Group 15: Assignment 2 - Githubissues

title: "Assignment 2 - Social Data Science" author: "Group 15" date: "November 9, 2015"

output: html_document

Scrape & Analysis of www.ipaidabribe.com

We are to scrape the website and clean the gathered data primarily using the R-packages: stringr, plyr, dplyr & rvest. Then, we will delve into a very light econometric analysis paired with geo-spatial data-analysis using ggplot, countrycode etc. This assignment can be viewed in html here

Scraping the website: Steps 1-2

The website is constructed in a way such that for each page of recorded bribes contains 10 posts per page. It did not prove useful to use selector-gadget for identifying the underlying html-table. However, any page of 10 posts only has unique URL-element; http://www.ipaidabribe.com/reports/paid?page={**any integer**}. Thus, we took the following approach: create vector of integers from 0:1000 in intervals of 10. Insert 0, 10, 20 etc. into the element in URL that determines page number via loop - here looping with plyr was deemed useful as it is simple to coerce into dataframe and is rather fast.

library("knitr")
knitr::opts_chunk$set(cache=TRUE)

library("plyr")
library("rvest")
library("stringr") 

#1.1) 
#Need to create values of 0:1000 by 10 in order construct list of viable URLS to scrape for the appropriate css.selector for each post.
x1000 <- c(0:1000)
n1000 <- length(x1000)
var1000 = x1000[seq(1, n1000, 10)]

#Looking at the structure of the URL's we see that /reports/paid?page= defines the span for subsets of 10 posts
# Thus, if we can insert 0:1000 by intervals of 10 into "LANK", we actually have all 100 pages, each consisting of 10 posts 
linksub.li = "http://www.ipaidabribe.com/reports/paid?page=LANK"

#1.2) FUNCTION : 
#Create function that runs through all numbers in var1000 and replaces LANK with the 0:1000 by 10s

link_str_replace = function(var1000){
  link.sub = gsub("\\LANK", var1000, linksub.li)
}

#1.3) LOOP : 
# Using plyr (ld) for simple, efficient looping - list-to-list, llply works, but not optimally as transformations has to be made afterwards
num.link.li = ldply(var1000, link_str_replace)
num.link.li2 = num.link.li$V1

head(num.link.li2, 5)

We have now obtained 100 pages each containing 10 posts. Directly from these pages, the post-information we are interested in is accessible, given the appropriate CSS-selectors:

## Let's identify the relevant css-selectors

as2.css.selector_1 = ".heading-3 a"       #URL and/or TITLE depends on 'html_attr(name = href/title)'
as2.css.selector_2 = "span.date"          #date
as2.css.selector_3 = "li.paid-amount"     #amount paid
as2.css.selector_4 = "div.key > a"        #location
as2.css.selector_5 = "li.name > a"        #department
as2.css.selector_6 = "li.transaction > a" #transaction details
as2.css.selector_7 = "li.views"           #number of views

Defining function and creating loop for iterating trhough all observations in num.link.li2. We make use of rvest in order to fetch data.

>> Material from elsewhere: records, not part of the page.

//! Main application entry point (native).

#[cfg(feature = "native")]
use boardsmith_app::{AppResult, DemoBoard, Script, ShortcutRegistry, load_settings, outline};
#[cfg(feature = "native")]
use boardsmith_core::Editor;

#[cfg(feature = "native")]
fn main() {
    env_logger::init();
    log::info!("Starting Boardsmith");

    if let Err(err) = run() {
        log::error!("{}", err);
        std::process::exit(1);
    }
}

#[cfg(not(feature = "native"))]
fn main() {
    panic!("Native feature not enabled. Use `cargo run --features native`");
}

#[cfg(feature = "native")]
fn run() -> AppResult<()> {
    let settings = load_settings()?;
    let mut editor = Editor::new(settings);
    DemoBoard::build(&mut editor)?;
    ShortcutRegistry::log_all();

    if let Some(path) = std::env::args().nth(1) {
        let script = Script::load(&path)?;
        log::info!("Replaying {} steps from {}", script.len(), path);
        script.run(&mut editor)?;
    }

    for line in outline(&editor) {
        log::info!("{}", line);
    }
    let memento = editor.scene.memento();
    log::info!(
        "undo depth {}, redo depth {}, {} selected",
        memento.undo_depth(),
        memento.redo_depth(),
        editor.selection.len()
    );
    Ok(())
}
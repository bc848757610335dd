//! Boardsmith Core Library
//!
//! Scene graph, transactional undo log and drag-and-drop engine for the Boardsmith
//! board editor.

pub mod behavior;
pub mod canvas;
mod container;
pub mod copy_paste;
pub mod drag;
pub mod editor;
pub mod element;
pub mod error;
pub mod event;
pub mod groups;
pub mod input;
pub mod memento;
mod observable;
pub mod scene;
pub mod selection;
pub mod settings;

pub use behavior::ElementBehavior;
pub use canvas::{Canvas, Layer, Viewport};
pub use copy_paste::DuplicateMap;
pub use drag::{DragFactory, DragGesture, DragOperation, DragStart, factory};
pub use editor::Editor;
pub use element::{DragSession, Element, ElementId, Selectability};
pub use error::{SceneError, SceneResult};
pub use event::{Event, EventKind};
pub use groups::{GroupId, GroupMember, GroupTable, Groups};
pub use input::{Modifiers, MouseButton, PointerEvent, PointerInput};
pub use memento::{ElementMemento, EntityKey, Memento, MAX_UNDO_HISTORY};
pub use scene::Scene;
pub use selection::{Selection, SelectionModel};
pub use settings::{EditorSettings, Rgba, SettingsError};
//! Element groups and the group-aware selection.
//!
//! Groups nest: regrouping a selection that already contains groups makes them members
//! of the new group. Selecting any member selects every element of its topmost group.

use crate::element::ElementId;
use crate::scene::Scene;
use crate::selection::{Selection, SelectionModel};
use serde::{Deserialize, Serialize};
use std::collections::HashMap;
use uuid::Uuid;

/// Unique identifier for groups.
pub type GroupId = Uuid;

/// Direct member of a group.
#[derive(Debug, Clone, Copy, PartialEq, Eq, Hash, Serialize, Deserialize)]
pub enum GroupMember {
    Element(ElementId),
    Group(GroupId),
}

/// Many-to-one mapping of elements and groups to their owning group.
#[derive(Debug, Clone, Default, PartialEq)]
pub struct GroupTable {
    groups: HashMap<GroupId, Vec<GroupMember>>,
    owners: HashMap<GroupMember, GroupId>,
}

impl GroupTable {
    pub fn len(&self) -> usize {
        self.groups.len()
    }

    pub fn is_empty(&self) -> bool {
        self.groups.is_empty()
    }

    pub fn members(&self, group: GroupId) -> &[GroupMember] {
        self.groups.get(&group).map(Vec::as_slice).unwrap_or(&[])
    }

    pub fn owner(&self, member: GroupMember) -> Option<GroupId> {
        self.owners.get(&member).copied()
    }

    /// Outermost unit containing `element`: its topmost group, or the element itself.
    pub fn top_unit(&self, element: ElementId) -> GroupMember {
        let mut unit = GroupMember::Element(element);
        while let Some(group) = self.owner(unit) {
            unit = GroupMember::Group(group);
        }
        unit
    }

    /// Every element of a unit, nested groups expanded.
    pub fn flatten(&self, unit: GroupMember) -> Vec<ElementId> {
        match unit {
            GroupMember::Element(id) => vec![id],
            GroupMember::Group(group) => self
                .members(group)
                .iter()
                .flat_map(|&member| self.flatten(member))
                .collect(),
        }
    }

    /// Distinct top units of a set of elements, in first-seen order.
    pub fn top_units(&self, elements: &[ElementId]) -> Vec<GroupMember> {
        let mut units = Vec::new();
        for &element in elements {
            let unit = self.top_unit(element);
            if !units.contains(&unit) {
                units.push(unit);
            }
        }
        units
    }

    /// Whether the elements span more than one top unit.
    pub fn groupable(&self, elements: &[ElementId]) -> bool {
        self.top_units(elements).len() > 1
    }

    /// Whether any of the elements belongs to a group.
    pub fn ungroupable(&self, elements: &[ElementId]) -> bool {
        self.top_units(elements)
            .iter()
            .any(|unit| matches!(unit, GroupMember::Group(_)))
    }

    /// Merge the top units of `elements` into a new group.
    pub fn regroup(&mut self, elements: &[ElementId]) -> Option<GroupId> {
        let units = self.top_units(elements);
        if units.len() < 2 {
            return None;
        }
        let group = Uuid::new_v4();
        for &unit in &units {
            self.owners.insert(unit, group);
        }
        self.groups.insert(group, units);
        Some(group)
    }

    /// Dissolve the topmost groups of `elements` one level, returning the freed members.
    pub fn ungroup(&mut self, elements: &[ElementId]) -> Vec<GroupMember> {
        let mut freed = Vec::new();
        for unit in self.top_units(elements) {
            let GroupMember::Group(group) = unit else {
                continue;
            };
            if let Some(members) = self.groups.remove(&group) {
                for member in &members {
                    self.owners.remove(member);
                }
                freed.extend(members);
            }
        }
        freed
    }
}

/// Selection that selects and unselects whole groups.
#[derive(Debug, Clone, Default)]
pub struct Groups {
    selection: Selection,
}

impl Groups {
    pub fn new() -> Self {
        Self::default()
    }

    /// Group the current selection. Undoable.
    pub fn regroup(&mut self, scene: &mut Scene) -> Option<GroupId> {
        if !self.groupable(scene) {
            return None;
        }
        scene.register_groups();
        let group = scene.groups.regroup(self.selection.selected());
        log::debug!("grouped {} elements into {:?}", self.selection.len(), group);
        group
    }

    /// Dissolve the groups of the current selection one level. Undoable.
    pub fn ungroup(&mut self, scene: &mut Scene) -> Vec<GroupMember> {
        if !self.ungroupable(scene) {
            return Vec::new();
        }
        scene.register_groups();
        scene.groups.ungroup(self.selection.selected())
    }

    pub fn groupable(&self, scene: &Scene) -> bool {
        scene.groups.groupable(self.selection.selected())
    }

    pub fn ungroupable(&self, scene: &Scene) -> bool {
        scene.groups.ungroupable(self.selection.selected())
    }

    pub fn len(&self) -> usize {
        self.selection.len()
    }

    pub fn is_empty(&self) -> bool {
        self.selection.is_empty()
    }

    /// Drop elements that are no longer attached under `root`.
    pub fn retain_under(&mut self, scene: &mut Scene, root: ElementId) {
        self.selection.retain_under(scene, root);
    }

    fn group_of(scene: &Scene, element: ElementId) -> Vec<ElementId> {
        let Some(rep) = scene.selectable_of(element) else {
            return Vec::new();
        };
        scene.groups.flatten(scene.groups.top_unit(rep))
    }
}

impl SelectionModel for Groups {
    fn selected(&self) -> &[ElementId] {
        self.selection.selected()
    }

    fn select(&mut self, scene: &mut Scene, element: ElementId) {
        for member in Self::group_of(scene, element) {
            self.selection.select(scene, member);
        }
    }

    fn unselect(&mut self, scene: &mut Scene, element: ElementId) {
        for member in Self::group_of(scene, element) {
            self.selection.unselect(scene, member);
        }
    }

    fn unselect_all(&mut self, scene: &mut Scene) {
        self.selection.unselect_all(scene);
    }
}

# Function requesting on CSS-selectors for each webpage

scrape_post_bribe = function(num.link.li2){
  post.url = read_html(num.link.li2, encoding = "UTF-8")
  post.title = post.url %>%
    html_nodes(css = as2.css.selector_1) %>%
    html_attr(name = 'title')
  post.date = post.url %>%
    html_nodes(css = as2.css.selector_2) %>%
    html_text()
  post.paid = post.url %>%
    html_nodes(css = as2.css.selector_3) %>%
    html_text()
  post.location = post.url %>%
    html_nodes(css = as2.css.selector_4) %>%
    html_attr(name = 'title')
  post.dept = post.url %>%
    html_nodes(css = as2.css.selector_5) %>%
    html_attr(name = 'title')
  post.trans = post.url %>%
    html_nodes(css = as2.css.selector_6) %>%
    html_attr(name = 'title')
  post.views = post.url %>%
    html_nodes(css = as2.css.selector_7) %>%
    html_text()
  return(cbind(post.title, post.date, post.location, post.dept, post.trans, post.views, post.url))
}

# Loop - sleep-timer set to 0.01 

post.bribe.df = list()
for(i in num.link.li2){
  print(paste("processing", i, sep = " "))
  post.bribe.df[[i]] = scrape_post_bribe(i)
  Sys.sleep(0.01)
  cat("done!\n")
}

Cleaning gathered data, preparation & external data : Step 3-4

When the 1.000 posts have been obtained, we coerce from list into a dataframe using ldply([data], data.frame). From here we need to do basic data-cleaning primarily utilizing functions contained in stringr in order to have a tidy, interpretable dataframe.

#DATA :
# Now that the data has been gathered, we need to do a little cleaning - first step is to set up a dataframe and remove duplicate observations
# ldply(data, data.frame) fixes this for us
IN.Bribe.df = ldply(post.bribe.df, data.frame)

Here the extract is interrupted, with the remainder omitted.